Segment Start: Task inputs

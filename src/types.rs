//! Core types for endpoint schema extraction.

use std::collections::BTreeSet;

use serde::{Deserialize, Serialize};
use serde_json::Value;

/// Verbs a view may advertise when it does not declare its own list.
pub const DEFAULT_HTTP_METHOD_NAMES: &[&str] = &[
    "get", "post", "put", "patch", "delete", "head", "options", "trace",
];

/// Pseudo-verb key applying a declaration to every verb.
pub const ALL_VERBS_KEY: &str = "ALL";

/// Keys whose bare schema describes what a route returns.
pub const OUTPUT_BEARING_KEYS: &[&str] = &["GET", ALL_VERBS_KEY];

/// Keys whose bare schema describes what a route accepts.
pub const INPUT_BEARING_KEYS: &[&str] = &["POST", "PUT", "PATCH", "DELETE", ALL_VERBS_KEY];

/// Name given to the synthetic node of an unnamed array-of-schema.
pub const LIST_PLACEHOLDER: &str = "[list]";

/// Field kind carrying enumerated choices.
pub const CHOICE_KIND: &str = "choice";

/// Field kind of a computed field with no fixed type.
pub const METHOD_KIND: &str = "method";

/// Field names excluded from a walked schema.
pub type ExclusionSet = BTreeSet<String>;

/// Returns the JSON type name for log and error messages.
pub fn json_type_name(value: &Value) -> &'static str {
    match value {
        Value::Null => "null",
        Value::Bool(_) => "boolean",
        Value::Number(_) => "number",
        Value::String(_) => "string",
        Value::Array(_) => "array",
        Value::Object(_) => "object",
    }
}

/// Direction of a payload relative to the route.
#[derive(Debug, Clone, Copy, PartialEq, Eq, Hash, PartialOrd, Ord, Serialize, Deserialize)]
#[serde(rename_all = "lowercase")]
pub enum Direction {
    /// Request payload.
    In,
    /// Response payload.
    Out,
}

impl Direction {
    pub const BOTH: [Direction; 2] = [Direction::In, Direction::Out];

    /// Returns the declaration key for this direction.
    pub fn key(&self) -> &'static str {
        match self {
            Direction::In => "in",
            Direction::Out => "out",
        }
    }

    /// Create direction from a request flag (true = In, false = Out).
    pub fn from_request_flag(is_request: bool) -> Self {
        if is_request {
            Direction::In
        } else {
            Direction::Out
        }
    }
}

/// Sort and deduplicate verbs: ascending, with `DELETE` always last.
pub fn sort_verbs<I, S>(verbs: I) -> Vec<String>
where
    I: IntoIterator<Item = S>,
    S: Into<String>,
{
    let unique: BTreeSet<String> = verbs.into_iter().map(Into::into).collect();
    let (mut sorted, delete): (Vec<String>, Vec<String>) =
        unique.into_iter().partition(|verb| verb != "DELETE");
    sorted.extend(delete);
    sorted
}

/// What the catalog does with a route whose extraction fails.
#[derive(Debug, Clone, Copy, PartialEq, Eq, Default, Serialize, Deserialize)]
#[serde(rename_all = "lowercase")]
pub enum RouteErrorPolicy {
    /// Drop the route from the catalog and keep going.
    #[default]
    Skip,
    /// Fail the whole catalog build.
    Abort,
}

/// Extraction settings, loaded once at startup.
#[derive(Debug, Clone, PartialEq, Eq, Serialize, Deserialize)]
#[serde(default)]
pub struct Settings {
    /// When true, documentation output is refused.
    pub hide_docs: bool,
    /// View attribute holding the schema declaration.
    pub serializers_attr_name: String,
    /// View attribute holding the field exclusions.
    pub exclude_fields_attr_name: String,
    /// Schema meta attribute mapping computed fields to schemas.
    pub method_fields_attr_name: String,
    /// Deepest nesting the walker follows before giving up.
    pub max_depth: usize,
    pub on_route_error: RouteErrorPolicy,
}

impl Default for Settings {
    fn default() -> Self {
        Self {
            hide_docs: false,
            serializers_attr_name: "docs_serializer_classes".to_string(),
            exclude_fields_attr_name: "docs_exclude_fields".to_string(),
            method_fields_attr_name: "doc_method_fields_classes".to_string(),
            max_depth: 32,
            on_route_error: RouteErrorPolicy::Skip,
        }
    }
}

impl Settings {
    /// Set the recursion ceiling of the schema walker.
    pub fn max_depth(mut self, max_depth: usize) -> Self {
        self.max_depth = max_depth;
        self
    }

    /// Set the per-route error policy.
    pub fn on_route_error(mut self, policy: RouteErrorPolicy) -> Self {
        self.on_route_error = policy;
        self
    }
}

#[cfg(test)]
mod tests {
    use super::*;
    use serde_json::json;

    #[test]
    fn direction_keys() {
        assert_eq!(Direction::In.key(), "in");
        assert_eq!(Direction::Out.key(), "out");
        assert_eq!(serde_json::to_value(Direction::In).unwrap(), json!("in"));
    }

    #[test]
    fn sort_verbs_puts_delete_last() {
        let sorted = sort_verbs(["DELETE", "PUT", "GET", "PATCH"]);
        assert_eq!(sorted, vec!["GET", "PATCH", "PUT", "DELETE"]);
    }

    #[test]
    fn sort_verbs_deduplicates() {
        let sorted = sort_verbs(["POST", "GET", "POST", "GET"]);
        assert_eq!(sorted, vec!["GET", "POST"]);
    }

    #[test]
    fn settings_defaults_fill_missing_keys() {
        let settings: Settings = serde_json::from_value(json!({ "max_depth": 4 })).unwrap();
        assert_eq!(settings.max_depth, 4);
        assert_eq!(settings.serializers_attr_name, "docs_serializer_classes");
        assert_eq!(settings.on_route_error, RouteErrorPolicy::Skip);
    }

    #[test]
    fn settings_parse_abort_policy() {
        let settings: Settings =
            serde_json::from_value(json!({ "on_route_error": "abort" })).unwrap();
        assert_eq!(settings.on_route_error, RouteErrorPolicy::Abort);
    }
}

Segment End: Task inputs

Exercise directions: Copy every entry exactly.

Solution for this problem:
filename src/types.rs
//! Core types for endpoint schema extraction.

use std::collections::BTreeSet;

use serde::{Deserialize, Serialize};
use serde_json::Value;

/// Verbs a view may advertise when it does not declare its own list.
pub const DEFAULT_HTTP_METHOD_NAMES: &[&str] = &[
    "get", "post", "put", "patch", "delete", "head", "options", "trace",
];

/// Pseudo-verb key applying a declaration to every verb.
pub const ALL_VERBS_KEY: &str = "ALL";

/// Keys whose bare schema describes what a route returns.
pub const OUTPUT_BEARING_KEYS: &[&str] = &["GET", ALL_VERBS_KEY];

/// Keys whose bare schema describes what a route accepts.
pub const INPUT_BEARING_KEYS: &[&str] = &["POST", "PUT", "PATCH", "DELETE", ALL_VERBS_KEY];

/// Name given to the synthetic node of an unnamed array-of-schema.
pub const LIST_PLACEHOLDER: &str = "[list]";

/// Field kind carrying enumerated choices.
pub const CHOICE_KIND: &str = "choice";

/// Field kind of a computed field with no fixed type.
pub const METHOD_KIND: &str = "method";

/// Field names excluded from a walked schema.
pub type ExclusionSet = BTreeSet<String>;

/// Returns the JSON type name for log and error messages.
pub fn json_type_name(value: &Value) -> &'static str {
    match value {
        Value::Null => "null",
        Value::Bool(_) => "boolean",
        Value::Number(_) => "number",
        Value::String(_) => "string",
        Value::Array(_) => "array",
        Value::Object(_) => "object",
    }
}

/// Direction of a payload relative to the route.
#[derive(Debug, Clone, Copy, PartialEq, Eq, Hash, PartialOrd, Ord, Serialize, Deserialize)]
#[serde(rename_all = "lowercase")]
pub enum Direction {
    /// Request payload.
    In,
    /// Response payload.
    Out,
}

impl Direction {
    pub const BOTH: [Direction; 2] = [Direction::In, Direction::Out];

    /// Returns the declaration key for this direction.
    pub fn key(&self) -> &'static str {
        match self {
            Direction::In => "in",
            Direction::Out => "out",
        }
    }

    /// Create direction from a request flag (true = In, false = Out).
    pub fn from_request_flag(is_request: bool) -> Self {
        if is_request {
            Direction::In
        } else {
            Direction::Out
        }
    }
}

/// Sort and deduplicate verbs: ascending, with `DELETE` always last.
pub fn sort_verbs<I, S>(verbs: I) -> Vec<String>
where
    I: IntoIterator<Item = S>,
    S: Into<String>,
{
    let unique: BTreeSet<String> = verbs.into_iter().map(Into::into).collect();
    let (mut sorted, delete): (Vec<String>, Vec<String>) =
        unique.into_iter().partition(|verb| verb != "DELETE");
    sorted.extend(delete);
    sorted
}

/// What the catalog does with a route whose extraction fails.
#[derive(Debug, Clone, Copy, PartialEq, Eq, Default, Serialize, Deserialize)]
#[serde(rename_all = "lowercase")]
pub enum RouteErrorPolicy {
    /// Drop the route from the catalog and keep going.
    #[default]
    Skip,
    /// Fail the whole catalog build.
    Abort,
}

/// Extraction settings, loaded once at startup.
#[derive(Debug, Clone, PartialEq, Eq, Serialize, Deserialize)]
#[serde(default)]
pub struct Settings {
    /// When true, documentation output is refused.
    pub hide_docs: bool,
    /// View attribute holding the schema declaration.
    pub serializers_attr_name: String,
    /// View attribute holding the field exclusions.
    pub exclude_fields_attr_name: String,
    /// Schema meta attribute mapping computed fields to schemas.
    pub method_fields_attr_name: String,
    /// Deepest nesting the walker follows before giving up.
    pub max_depth: usize,
    pub on_route_error: RouteErrorPolicy,
}

impl Default for Settings {
    fn default() -> Self {
        Self {
            hide_docs: false,
            serializers_attr_name: "docs_serializer_classes".to_string(),
            exclude_fields_attr_name: "docs_exclude_fields".to_string(),
            method_fields_attr_name: "doc_method_fields_classes".to_string(),
            max_depth: 32,
            on_route_error: RouteErrorPolicy::Skip,
        }
    }
}

impl Settings {
    /// Set the recursion ceiling of the schema walker.
    pub fn max_depth(mut self, max_depth: usize) -> Self {
        self.max_depth = max_depth;
        self
    }

    /// Set the per-route error policy.
    pub fn on_route_error(mut self, policy: RouteErrorPolicy) -> Self {
        self.on_route_error = policy;
        self
    }
}

#[cfg(test)]
mod tests {
    use super::*;
    use serde_json::json;

    #[test]
    fn direction_keys() {
        assert_eq!(Direction::In.key(), "in");
        assert_eq!(Direction::Out.key(), "out");
        assert_eq!(serde_json::to_value(Direction::In).unwrap(), json!("in"));
    }

    #[test]
    fn sort_verbs_puts_delete_last() {
        let sorted = sort_verbs(["DELETE", "PUT", "GET", "PATCH"]);
        assert_eq!(sorted, vec!["GET", "PATCH", "PUT", "DELETE"]);
    }

    #[test]
    fn sort_verbs_deduplicates() {
        let sorted = sort_verbs(["POST", "GET", "POST", "GET"]);
        assert_eq!(sorted, vec!["GET", "POST"]);
    }

    #[test]
    fn settings_defaults_fill_missing_keys() {
        let settings: Settings = serde_json::from_value(json!({ "max_depth": 4 })).unwrap();
        assert_eq!(settings.max_depth, 4);
        assert_eq!(settings.serializers_attr_name, "docs_serializer_classes");
        assert_eq!(settings.on_route_error, RouteErrorPolicy::Skip);
    }

    #[test]
    fn settings_parse_abort_policy() {
        let settings: Settings =
            serde_json::from_value(json!({ "on_route_error": "abort" })).unwrap();
        assert_eq!(settings.on_route_error, RouteErrorPolicy::Abort);
    }
}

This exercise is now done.